元皇女なのはヒミツです!
「いや、君がさっきからずっとあの出店を見てたからさ。良かったら食べてくれ」と、彼は私の手に包み焼きを押し込んだ。自身の無様な姿を見られていたと思うと羞恥心で途端に顔が赤くなる。
「あ、ありがとうございます。そ、その、私、田舎から出てきて、か、買い物の仕方が分からなくて……」と、私は慌てふためいて聞かれてもいない言い訳を並べた。
「はははっ、誰だって初めての買い物は緊張するよね。僕も同じ経験があるからよく分かるよ」と、彼は可笑しそうに声を上げて笑った。
「本当に助かりました。あの、お代を」
私が懐から財布を出そうとすると彼は片手を上げて遮って、
「これは僕からのプレゼントだよ。次は一人で頑張ってみてね」と、ニッコリと笑った。
「あ……ありがとうございます、貴族の方!」
「えっ!?」にわかに彼の美しい顔が引きつった。「僕は……貴族に見えるのかな?」
「えっ、違うのですか?」
私と彼は目をぱちくりしながら互いを見つめ合った。
この高貴さを隠せない立ち振舞は紛うかたなく貴族だと思うけど……それも高位の。言ったらいけなかったかしら?
「やっぱりバレバレじゃないですか、ご主人様」
不意に彼の後ろから人影が現れた。こちらも一目で貴族だと分かる。ただ、彼よりかは身分は低そうだ。
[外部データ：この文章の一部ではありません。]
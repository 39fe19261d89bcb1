use axum::{extract::State, http::StatusCode, Json};
use service_core::error::AppError;

use crate::dtos::{LoginResponse, MessageResponse, RefreshRequest, SendOtpRequest, VerifyOtpRequest};
use crate::services::jwt::TokenPair;
use crate::startup::AppState;

pub async fn request_otp(
    State(state): State<AppState>,
    Json(payload): Json<SendOtpRequest>,
) -> Result<(StatusCode, Json<MessageResponse>), AppError> {
    state.otp.request_code(&payload.phone).await?;

    Ok((
        StatusCode::OK,
        Json(MessageResponse {
            message: "OTP sent".to_string(),
        }),
    ))
}

pub async fn verify_otp(
    State(state): State<AppState>,
    Json(payload): Json<VerifyOtpRequest>,
) -> Result<Json<LoginResponse>, AppError> {
    let login = state
        .otp
        .verify_code(&payload.phone, &payload.otp)
        .await?;

    Ok(Json(LoginResponse::new(login.user, login.tokens)))
}

pub async fn refresh_token(
    State(state): State<AppState>,
    Json(payload): Json<RefreshRequest>,
) -> Result<Json<TokenPair>, AppError> {
    let tokens = state.otp.refresh(&payload.refresh_token).await?;
    Ok(Json(tokens))
}
//! Plan catalog and the subscription access gate.

use chrono::{DateTime, Utc};
use std::sync::Arc;
use uuid::Uuid;

use super::error::ServiceError;
use super::store::{CommerceStore, StoreTx};
use crate::models::{Plan, PlanDuration, Subscription, SubscriptionStatus};

/// Flips the user's lapsed active subscriptions to expired inside `tx` and
/// returns the ones still running.
pub(crate) async fn sweep_expired(
    tx: &mut dyn StoreTx,
    user_id: Uuid,
    now: DateTime<Utc>,
) -> Result<Vec<Subscription>, ServiceError> {
    let mut current = Vec::new();
    for mut subscription in tx.active_subscriptions(user_id).await? {
        if subscription.is_current(now) {
            current.push(subscription);
        } else {
            subscription.set_status(SubscriptionStatus::Expired);
            tx.update_subscription(&subscription).await?;
            tracing::info!(
                subscription_id = %subscription.id,
                user_id = %user_id,
                "Subscription expired"
            );
        }
    }
    Ok(current)
}

/// Grants the catalog's trial plan to a freshly created user. No-op when the
/// catalog has no trial plan.
pub(crate) async fn grant_trial(
    tx: &mut dyn StoreTx,
    user_id: Uuid,
) -> Result<Option<Subscription>, ServiceError> {
    let Some(plan) = tx.find_trial_plan().await? else {
        tracing::warn!(user_id = %user_id, "No trial plan in catalog, skipping trial grant");
        return Ok(None);
    };
    let trial = Subscription::trial(user_id, &plan);
    tx.insert_subscription(&trial).await?;
    tracing::info!(user_id = %user_id, subscription_id = %trial.id, "Trial subscription granted");
    Ok(Some(trial))
}

#[derive(Clone)]
pub struct SubscriptionService {
    store: Arc<dyn CommerceStore>,
}

impl SubscriptionService {
    pub fn new(store: Arc<dyn CommerceStore>) -> Self {
        Self { store }
    }

    /// Lazily expires stale rows, then grants access if any active
    /// subscription still has time left.
    #[tracing::instrument(skip(self))]
    pub async fn has_active_subscription(&self, user_id: Uuid) -> Result<bool, ServiceError> {
        let mut tx = self.store.begin().await?;
        let current = sweep_expired(tx.as_mut(), user_id, Utc::now()).await?;
        tx.commit().await?;
        Ok(!current.is_empty())
    }

    pub async fn list_for_user(&self, user_id: Uuid) -> Result<Vec<Subscription>, ServiceError> {
        self.store.list_subscriptions(user_id).await
    }

    pub async fn list_plans(&self) -> Result<Vec<Plan>, ServiceError> {
        self.store.list_plans().await
    }

    #[tracing::instrument(skip(self, description))]
    pub async fn create_plan(
        &self,
        duration_days: i32,
        price: i64,
        description: Option<String>,
    ) -> Result<Plan, ServiceError> {
        let duration = PlanDuration::try_from(duration_days).map_err(ServiceError::Validation)?;
        if price < 0 {
            return Err(ServiceError::Validation(
                "plan price must not be negative".to_string(),
            ));
        }

        let plan = Plan::new(duration, price, description);
        self.store.insert_plan(&plan).await?;
        tracing::info!(plan_id = %plan.id, days = duration_days, price, "Plan created");
        Ok(plan)
    }

    /// Makes sure the catalog has the free 3-day plan new users receive.
    pub async fn ensure_trial_plan(&self) -> Result<Plan, ServiceError> {
        if let Some(plan) = self.store.find_trial_plan().await? {
            return Ok(plan);
        }
        self.create_plan(
            PlanDuration::Days3.days(),
            0,
            Some("Free trial".to_string()),
        )
        .await
    }
}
「まさか、その身なりや立ち振舞いでお忍びのつもりだったのですか?」
私は思わず吹き出した。
たしかに服装の質は落としているようだけど細部まで手入れが行き届いているし、発音や立ち姿も貴族そのものだ。ターニャさんに一年間みっちり教育されて完璧な平民となった私には程遠いわね。現に二人とも私が元皇女だって微塵も思っていないわ。
「う~ん……庶民に擬態できていると思ったのだが……」と、彼は困ったように苦笑いをした。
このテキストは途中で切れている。